# TASK INSTRUCTIONS
What you return must be the lines of the data that hold the word "CommitProtocol".

# EXTRACTED RECORDS
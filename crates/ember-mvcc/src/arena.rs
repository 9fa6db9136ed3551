//! Process-wide storage for version records.
//!
//! Chains address versions by [`VersionIdx`], not by pointer; the arena
//! resolves an index to its record. Slot recycling is the safety-critical
//! path: an index decoded from a chain word must resolve to the record it
//! named for as long as the decoding reader stays pinned, so slots are
//! recycled only through [`VersionArena::defer_free`].
//!
//! Allocation and index resolution go through sharded locks; every hot
//! coordination word (chain heads, stamps, bitmap bits) lives in the
//! records and head vectors themselves and is purely atomic.

use std::sync::atomic::{AtomicU64, AtomicUsize, Ordering};
use std::sync::Arc;

use ember_types::VersionIdx;
use parking_lot::RwLock;

use crate::epoch::EpochManager;
use crate::tuple::Version;

/// Number of arena shards (power of two).
const SHARD_COUNT: usize = 16;

#[derive(Debug, Default)]
struct ShardInner {
    slots: Vec<Option<Arc<Version>>>,
    free: Vec<u32>,
}

#[derive(Debug, Default)]
struct Shard {
    inner: RwLock<ShardInner>,
}

/// Sharded slot storage for [`Version`] records.
#[derive(Debug)]
pub struct VersionArena {
    shards: Box<[Shard]>,
    next_shard: AtomicUsize,
    high_water: AtomicU64,
    live: AtomicU64,
}

impl VersionArena {
    #[must_use]
    pub fn new() -> Self {
        let shards = (0..SHARD_COUNT).map(|_| Shard::default()).collect();
        Self {
            shards,
            next_shard: AtomicUsize::new(0),
            high_water: AtomicU64::new(0),
            live: AtomicU64::new(0),
        }
    }

    /// Store `version`, returning its index. The record is not reachable
    /// until the caller publishes the index through a chain word.
    pub fn alloc(&self, version: Version) -> VersionIdx {
        let shard_id = self.next_shard.fetch_add(1, Ordering::Relaxed) % SHARD_COUNT;
        let mut inner = self.shards[shard_id].inner.write();
        let offset = if let Some(offset) = inner.free.pop() {
            debug_assert!(inner.slots[offset as usize].is_none());
            inner.slots[offset as usize] = Some(Arc::new(version));
            offset
        } else {
            let offset = inner.slots.len() as u32;
            inner.slots.push(Some(Arc::new(version)));
            self.high_water.fetch_add(1, Ordering::Relaxed);
            offset
        };
        self.live.fetch_add(1, Ordering::Relaxed);
        VersionIdx::new(offset * SHARD_COUNT as u32 + shard_id as u32)
    }

    /// Resolve an index to its record. `None` only for slots already
    /// recycled, which a pinned reader can never observe for an index it
    /// decoded from a reachable chain word.
    #[must_use]
    pub fn get(&self, idx: VersionIdx) -> Option<Arc<Version>> {
        let (shard_id, offset) = Self::split(idx);
        let inner = self.shards[shard_id].inner.read();
        inner.slots.get(offset)?.clone()
    }

    /// Queue `idx` for recycling once no pinned reader can resolve it.
    pub fn defer_free(self: &Arc<Self>, epochs: &EpochManager, idx: VersionIdx) {
        let arena = Arc::clone(self);
        epochs.defer_free(move || arena.recycle(idx));
    }

    fn recycle(&self, idx: VersionIdx) {
        let (shard_id, offset) = Self::split(idx);
        let mut inner = self.shards[shard_id].inner.write();
        let slot = &mut inner.slots[offset];
        assert!(slot.is_some(), "double free of version slot {idx}");
        *slot = None;
        inner.free.push(offset as u32);
        drop(inner);
        self.live.fetch_sub(1, Ordering::Relaxed);
    }

    #[inline]
    fn split(idx: VersionIdx) -> (usize, usize) {
        let raw = idx.get() as usize;
        (raw % SHARD_COUNT, raw / SHARD_COUNT)
    }

    /// Records currently resident.
    #[must_use]
    pub fn live_count(&self) -> u64 {
        self.live.load(Ordering::Relaxed)
    }

    /// Slots ever created (recycled ones included).
    #[must_use]
    pub fn high_water(&self) -> u64 {
        self.high_water.load(Ordering::Relaxed)
    }
}

impl Default for VersionArena {
    fn default() -> Self {
        Self::new()
    }
}
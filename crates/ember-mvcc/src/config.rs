//! Engine configuration.

use serde::{Deserialize, Serialize};

/// Which commit-time protocol the engine runs.
#[derive(Debug, Clone, Copy, Default, PartialEq, Eq, Serialize, Deserialize)]
pub enum CommitProtocol {
    /// Plain snapshot isolation: first-committer-wins on writes, no
    /// read validation.
    SnapshotIsolation,
    /// Snapshot isolation plus the serial safety net: commit requires
    /// `pstamp < sstamp`.
    #[default]
    SerialSafetyNet,
}

/// Tunables for the MVCC core.
///
/// The defaults reproduce the stock engine behavior; [`EngineConfig::validated`]
/// clamps out-of-domain values instead of erroring so a config file with an
/// oversized bitmap width degrades gracefully.
#[derive(Debug, Clone, PartialEq, Eq, Serialize, Deserialize)]
pub struct EngineConfig {
    /// Commit-time protocol.
    pub commit_protocol: CommitProtocol,
    /// LSN-delta age above which a committed version is read without SSN
    /// stamping or reader registration.
    pub old_version_threshold: u64,
    /// On visibility of an in-flight version, spin for commit settlement
    /// instead of skipping to the next version.
    pub read_committed_spin: bool,
    /// Width of the per-tuple reader bitmap / global reader-slot table.
    pub reader_slots: u32,
    /// OIDs reserved per thread-local window fetch.
    pub oid_extent_size: u32,
    /// Run the SSN exclusion check on every stamped read, not just at
    /// commit.
    pub early_ssn_checks: bool,
    /// Size of the transaction context table.
    pub context_slots: usize,
    /// Iteration bound for spins on a remote transaction's commit result.
    /// Past the bound the caller takes the conservative answer.
    pub commit_spin_limit: u32,
}

/// Widest reader bitmap the tuple word supports (the top bit is the
/// pessimistic flag).
pub const MAX_READER_SLOTS: u32 = 24;

/// Largest context table addressable by a 16-bit slot index.
pub const MAX_CONTEXT_SLOTS: usize = 1 << 16;

impl Default for EngineConfig {
    fn default() -> Self {
        Self {
            commit_protocol: CommitProtocol::SerialSafetyNet,
            old_version_threshold: u64::from(u32::MAX),
            read_committed_spin: false,
            reader_slots: MAX_READER_SLOTS,
            oid_extent_size: 8192,
            early_ssn_checks: false,
            context_slots: 4096,
            commit_spin_limit: 16_384,
        }
    }
}

impl EngineConfig {
    /// A copy with every field clamped to its supported domain.
    #[must_use]
    pub fn validated(mut self) -> Self {
        self.reader_slots = self.reader_slots.clamp(1, MAX_READER_SLOTS);
        self.oid_extent_size = self.oid_extent_size.max(1);
        self.context_slots = self.context_slots.clamp(2, MAX_CONTEXT_SLOTS);
        self.commit_spin_limit = self.commit_spin_limit.max(1);
        self
    }
}

#[cfg(test)]
mod tests {
    use super::*;

    #[test]
    fn defaults_match_stock_engine_behavior() {
        let cfg = EngineConfig::default();
        assert_eq!(cfg.commit_protocol, CommitProtocol::SerialSafetyNet);
        assert_eq!(cfg.old_version_threshold, u64::from(u32::MAX));
        assert_eq!(cfg.reader_slots, 24);
        assert_eq!(cfg.oid_extent_size, 8192);
        assert!(!cfg.read_committed_spin);
        assert!(!cfg.early_ssn_checks);
    }

    #[test]
    fn validation_clamps_out_of_domain_values() {
        let cfg = EngineConfig {
            reader_slots: 200,
            context_slots: usize::MAX,
            oid_extent_size: 0,
            commit_spin_limit: 0,
            ..EngineConfig::default()
        }
        .validated();
        assert_eq!(cfg.reader_slots, MAX_READER_SLOTS);
        assert_eq!(cfg.context_slots, MAX_CONTEXT_SLOTS);
        assert_eq!(cfg.oid_extent_size, 1);
        assert_eq!(cfg.commit_spin_limit, 1);
    }
}
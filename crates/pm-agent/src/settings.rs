use config::{Config, Environment};
use serde::Deserialize;
use std::env;
use std::path::Path;

use crate::agent::DEFAULT_MAX_TURNS;
use crate::errors::ConfigError;
use crate::providers::configs::{
    AnthropicProviderConfig, ANTHROPIC_HOST, ANTHROPIC_MAX_TOKENS, ANTHROPIC_MODEL,
};

/// Environment variable holding the provider credential
pub const API_KEY_VAR: &str = "ANTHROPIC_API_KEY";

/// Secrets file consulted when the credential is not in the environment
pub const SECRETS_PATH: &str = "credentials/.env";

#[derive(Debug, Clone, Deserialize)]
pub struct ProviderSettings {
    pub host: String,
    pub model: String,
    pub max_tokens: i32,
    #[serde(default)]
    pub temperature: Option<f32>,
}

/// Everything needed to build the provider and the agent, resolved once at startup
#[derive(Debug, Clone, Deserialize)]
pub struct AgentSettings {
    pub provider: ProviderSettings,
    pub max_turns: usize,
    #[serde(skip)]
    pub api_key: String,
}

impl AgentSettings {
    pub fn new() -> Result<Self, ConfigError> {
        Self::load(Path::new(SECRETS_PATH))
    }

    /// Load settings from defaults and `PM_AGENT_*` variables, reading the
    /// credential from `secrets_path` if it is not set in the environment
    pub fn load(secrets_path: &Path) -> Result<Self, ConfigError> {
        let config = Config::builder()
            .set_default("provider.host", ANTHROPIC_HOST)?
            .set_default("provider.model", ANTHROPIC_MODEL)?
            .set_default("provider.max_tokens", ANTHROPIC_MAX_TOKENS)?
            .set_default("max_turns", DEFAULT_MAX_TURNS as u64)?
            .add_source(
                Environment::with_prefix("PM_AGENT")
                    .prefix_separator("_")
                    .separator("__")
                    .try_parsing(true),
            )
            .build()?;

        let mut settings: Self = config.try_deserialize().map_err(|err| {
            tracing::debug!("Configuration error: {:?}", &err);
            ConfigError::Other(err)
        })?;
        settings.api_key = resolve_api_key(secrets_path)?;
        Ok(settings)
    }

    pub fn provider_config(&self) -> AnthropicProviderConfig {
        AnthropicProviderConfig {
            host: self.provider.host.clone(),
            api_key: self.api_key.clone(),
            model: self.provider.model.clone(),
            temperature: self.provider.temperature,
            max_tokens: Some(self.provider.max_tokens),
        }
    }
}

fn resolve_api_key(secrets_path: &Path) -> Result<String, ConfigError> {
    if let Ok(key) = env::var(API_KEY_VAR) {
        if !key.trim().is_empty() {
            return Ok(key);
        }
    }

    read_secrets_file(secrets_path)?.ok_or_else(|| ConfigError::MissingApiKey {
        path: secrets_path.display().to_string(),
    })
}

// Parses the file without loading it into the process environment.
// `from_path_iter` is deprecated in dotenv 0.15 but is its only non-mutating reader.
#[allow(deprecated)]
fn read_secrets_file(path: &Path) -> Result<Option<String>, ConfigError> {
    if !path.exists() {
        return Ok(None);
    }

    let secrets_error = |reason: String| ConfigError::SecretsFile {
        path: path.display().to_string(),
        reason,
    };

    let entries = dotenv::from_path_iter(path).map_err(|e| secrets_error(e.to_string()))?;
    for entry in entries {
        let (key, value) = entry.map_err(|e| secrets_error(e.to_string()))?;
        if key == API_KEY_VAR && !value.trim().is_empty() {
            return Ok(Some(value));
        }
    }
    Ok(None)
}
use rand::seq::SliceRandom;

const THINKING_MESSAGES: &[&str] = &[
    "Weighing reach against effort",
    "Consulting the roadmap",
    "Grooming the backlog",
    "Counting story points",
    "Checking sprint capacity",
    "Reading the NPS comments",
    "Sizing the opportunity",
    "Drafting acceptance criteria",
    "Aligning stakeholders",
    "Looking at the funnel",
    "Scoping the MVP",
    "Prioritizing ruthlessly",
];

/// A short status line for the spinner while the model is working
pub fn get_random_thinking_message() -> &'static str {
    THINKING_MESSAGES
        .choose(&mut rand::thread_rng())
        .copied()
        .unwrap_or("Thinking")
}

# YOUR SOLUTION
pub enum CommitProtocol {
    pub commit_protocol: CommitProtocol,
            commit_protocol: CommitProtocol::SerialSafetyNet,
        assert_eq!(cfg.commit_protocol, CommitProtocol::SerialSafetyNet);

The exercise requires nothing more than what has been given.